Problem: Reply with nothing but how many lines in the entries below include "true".

** Opening Data block **

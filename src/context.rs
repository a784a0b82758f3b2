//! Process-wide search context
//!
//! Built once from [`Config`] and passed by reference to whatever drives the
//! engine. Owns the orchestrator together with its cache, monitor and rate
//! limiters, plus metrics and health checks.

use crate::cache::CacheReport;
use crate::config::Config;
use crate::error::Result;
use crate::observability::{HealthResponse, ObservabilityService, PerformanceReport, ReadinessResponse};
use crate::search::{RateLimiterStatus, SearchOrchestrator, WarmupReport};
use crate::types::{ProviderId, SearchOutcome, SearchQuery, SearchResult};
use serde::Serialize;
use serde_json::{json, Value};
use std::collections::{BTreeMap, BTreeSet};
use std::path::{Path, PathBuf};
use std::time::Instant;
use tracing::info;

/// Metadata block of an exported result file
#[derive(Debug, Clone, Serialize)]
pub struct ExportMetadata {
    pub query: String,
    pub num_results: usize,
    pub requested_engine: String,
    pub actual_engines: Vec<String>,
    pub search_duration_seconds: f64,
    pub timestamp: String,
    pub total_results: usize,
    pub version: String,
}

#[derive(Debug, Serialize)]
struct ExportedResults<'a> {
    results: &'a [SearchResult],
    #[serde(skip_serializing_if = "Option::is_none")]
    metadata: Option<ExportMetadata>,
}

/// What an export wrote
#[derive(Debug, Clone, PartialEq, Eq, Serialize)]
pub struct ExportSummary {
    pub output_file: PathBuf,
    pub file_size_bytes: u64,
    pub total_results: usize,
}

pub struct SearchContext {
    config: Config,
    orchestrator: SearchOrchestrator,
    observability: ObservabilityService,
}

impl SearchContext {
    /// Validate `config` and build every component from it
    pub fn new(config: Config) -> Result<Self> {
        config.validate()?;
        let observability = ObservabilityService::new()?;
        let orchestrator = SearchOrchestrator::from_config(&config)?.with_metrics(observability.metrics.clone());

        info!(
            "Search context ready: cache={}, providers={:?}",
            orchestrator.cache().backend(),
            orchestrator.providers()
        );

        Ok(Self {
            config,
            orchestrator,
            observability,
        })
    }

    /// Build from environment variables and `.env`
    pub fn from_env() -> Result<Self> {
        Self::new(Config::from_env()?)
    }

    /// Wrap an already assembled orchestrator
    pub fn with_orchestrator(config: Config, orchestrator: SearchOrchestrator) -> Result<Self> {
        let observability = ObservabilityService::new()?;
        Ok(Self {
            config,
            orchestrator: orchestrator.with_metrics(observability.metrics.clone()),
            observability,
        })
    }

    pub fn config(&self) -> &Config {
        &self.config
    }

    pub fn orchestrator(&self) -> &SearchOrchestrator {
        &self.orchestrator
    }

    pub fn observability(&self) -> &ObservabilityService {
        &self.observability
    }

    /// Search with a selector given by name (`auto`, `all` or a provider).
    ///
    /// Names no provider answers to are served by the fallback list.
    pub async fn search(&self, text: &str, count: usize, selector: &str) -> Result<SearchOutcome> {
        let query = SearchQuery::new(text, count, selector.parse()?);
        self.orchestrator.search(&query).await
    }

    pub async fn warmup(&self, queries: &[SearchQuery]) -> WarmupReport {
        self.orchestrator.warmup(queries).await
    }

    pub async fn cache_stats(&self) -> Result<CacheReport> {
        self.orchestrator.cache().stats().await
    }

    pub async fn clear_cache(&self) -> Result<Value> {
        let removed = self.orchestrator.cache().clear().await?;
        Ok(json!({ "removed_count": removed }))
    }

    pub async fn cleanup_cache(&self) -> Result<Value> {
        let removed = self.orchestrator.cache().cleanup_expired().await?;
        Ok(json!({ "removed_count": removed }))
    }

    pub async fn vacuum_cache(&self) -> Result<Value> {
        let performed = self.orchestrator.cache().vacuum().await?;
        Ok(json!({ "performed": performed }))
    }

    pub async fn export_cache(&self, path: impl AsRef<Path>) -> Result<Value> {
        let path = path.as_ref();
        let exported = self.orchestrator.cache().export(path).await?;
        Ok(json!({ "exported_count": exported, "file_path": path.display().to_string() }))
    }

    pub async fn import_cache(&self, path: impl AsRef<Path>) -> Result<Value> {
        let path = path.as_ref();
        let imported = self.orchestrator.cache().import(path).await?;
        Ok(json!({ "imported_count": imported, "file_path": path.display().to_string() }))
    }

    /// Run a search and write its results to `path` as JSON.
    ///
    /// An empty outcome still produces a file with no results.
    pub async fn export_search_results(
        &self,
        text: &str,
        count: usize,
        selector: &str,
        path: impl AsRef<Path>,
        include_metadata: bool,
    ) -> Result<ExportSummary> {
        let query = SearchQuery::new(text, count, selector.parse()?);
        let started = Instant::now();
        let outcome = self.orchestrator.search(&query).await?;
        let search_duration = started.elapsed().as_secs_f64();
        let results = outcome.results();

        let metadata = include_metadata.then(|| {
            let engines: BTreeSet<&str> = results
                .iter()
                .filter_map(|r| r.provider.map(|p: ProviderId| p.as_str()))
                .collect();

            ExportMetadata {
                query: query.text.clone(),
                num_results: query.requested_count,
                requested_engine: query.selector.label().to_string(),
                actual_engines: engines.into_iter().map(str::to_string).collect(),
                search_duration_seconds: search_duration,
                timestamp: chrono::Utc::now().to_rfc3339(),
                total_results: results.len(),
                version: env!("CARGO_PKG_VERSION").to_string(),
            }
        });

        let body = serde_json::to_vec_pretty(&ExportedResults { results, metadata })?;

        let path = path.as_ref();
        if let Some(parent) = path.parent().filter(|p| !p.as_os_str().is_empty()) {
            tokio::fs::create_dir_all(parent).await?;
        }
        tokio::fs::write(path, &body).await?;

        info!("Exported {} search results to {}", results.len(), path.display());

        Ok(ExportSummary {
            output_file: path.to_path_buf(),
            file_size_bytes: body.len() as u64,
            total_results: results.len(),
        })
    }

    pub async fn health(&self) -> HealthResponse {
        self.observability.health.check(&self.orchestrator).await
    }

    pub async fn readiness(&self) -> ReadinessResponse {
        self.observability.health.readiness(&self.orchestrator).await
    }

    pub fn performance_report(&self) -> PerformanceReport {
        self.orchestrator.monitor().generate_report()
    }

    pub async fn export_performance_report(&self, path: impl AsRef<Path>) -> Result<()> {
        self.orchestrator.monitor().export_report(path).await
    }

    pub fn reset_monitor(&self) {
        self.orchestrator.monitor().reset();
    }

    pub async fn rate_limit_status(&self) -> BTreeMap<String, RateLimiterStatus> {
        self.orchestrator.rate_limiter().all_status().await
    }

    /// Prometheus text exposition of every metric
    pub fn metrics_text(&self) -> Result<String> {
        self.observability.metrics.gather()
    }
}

** Closing Data block **
** Opening Data block **

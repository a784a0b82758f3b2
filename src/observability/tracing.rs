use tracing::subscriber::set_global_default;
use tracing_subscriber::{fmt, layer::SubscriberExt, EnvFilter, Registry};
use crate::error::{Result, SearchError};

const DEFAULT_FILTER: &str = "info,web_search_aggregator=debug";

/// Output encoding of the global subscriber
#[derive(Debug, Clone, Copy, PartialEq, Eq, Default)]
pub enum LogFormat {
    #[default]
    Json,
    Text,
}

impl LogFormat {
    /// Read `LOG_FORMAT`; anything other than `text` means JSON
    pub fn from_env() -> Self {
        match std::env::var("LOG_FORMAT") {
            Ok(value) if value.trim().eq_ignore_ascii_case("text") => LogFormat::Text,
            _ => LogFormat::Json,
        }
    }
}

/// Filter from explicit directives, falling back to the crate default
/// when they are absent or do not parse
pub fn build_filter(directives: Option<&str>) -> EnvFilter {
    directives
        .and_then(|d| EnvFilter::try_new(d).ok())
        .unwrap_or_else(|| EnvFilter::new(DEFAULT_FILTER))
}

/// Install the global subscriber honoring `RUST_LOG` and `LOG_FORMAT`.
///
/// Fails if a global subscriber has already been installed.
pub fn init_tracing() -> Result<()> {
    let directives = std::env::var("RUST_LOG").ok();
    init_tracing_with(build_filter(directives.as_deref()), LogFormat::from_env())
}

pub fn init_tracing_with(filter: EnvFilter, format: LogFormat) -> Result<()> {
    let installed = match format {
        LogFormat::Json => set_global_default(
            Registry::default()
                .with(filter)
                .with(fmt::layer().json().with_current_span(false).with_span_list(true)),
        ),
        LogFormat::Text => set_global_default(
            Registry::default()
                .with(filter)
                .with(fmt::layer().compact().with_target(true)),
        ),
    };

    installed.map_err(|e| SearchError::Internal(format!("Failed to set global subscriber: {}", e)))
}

** Closing Data block **

Result below: 2